Deeper Dive
My project was inspired by the deeply personal experience of my grandpa’s battle with prostate cancer. His stories about his lifelong work on perturbation theory in nuclear engineering, combined with my passion for computer science and AI, developed as a robotics captain and software lead for a FIRST Tech Challenge team, motivated me to explore preventative treatments for early cancer detection.

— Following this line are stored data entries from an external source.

//! Volatility Breakout Strategy
//!
//! Larry Williams style breakout of today's open plus a fraction of
//! yesterday's range, traded only in a bull market with an active volume trend.

mod config;
mod strategy;

pub use config::VolatilityBreakoutConfig;
pub use strategy::{breakout_target, VolatilityBreakoutStrategy};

Unlike existing models that rely on population-level trends, my framework, MLPA, incorporates patient-specific variables such as gene expression profiles, BMI, and age to generate individualized cancer progression simulations. In validation against bioluminescent imaging data from leukemic mice, MLPA achieved an R² value of 0.93, with predictions falling within a 95% confidence interval of observed outcomes. However, MLPA doesn’t just predict cancer. It traces its path. Through generating iterative spatial transcriptomic data, it outperforms traditional AI models by offering detailed insights, as clinical professionals can see the simulated growth of cancer at different time points instead of just receiving a single, static number.
The MLPA framework has the potential to improve quality of life for cancer patients across multiple stages of the disease. In clinical settings, it can analyze biopsy and genomic data after screening to simulate treatment outcomes, helping oncologists select therapies tailored to each patient’s profile. For pharmaceutical research, MLPA can serve as a platform for virtual trials, modeling the effects of chemotherapy drugs on virtual patients before costly and time-intensive clinical studies. It can also assist with post-surgical recovery by predicting patient trajectories based on biomarker trends and imaging data, enabling clinicians to intervene early when complications are likely.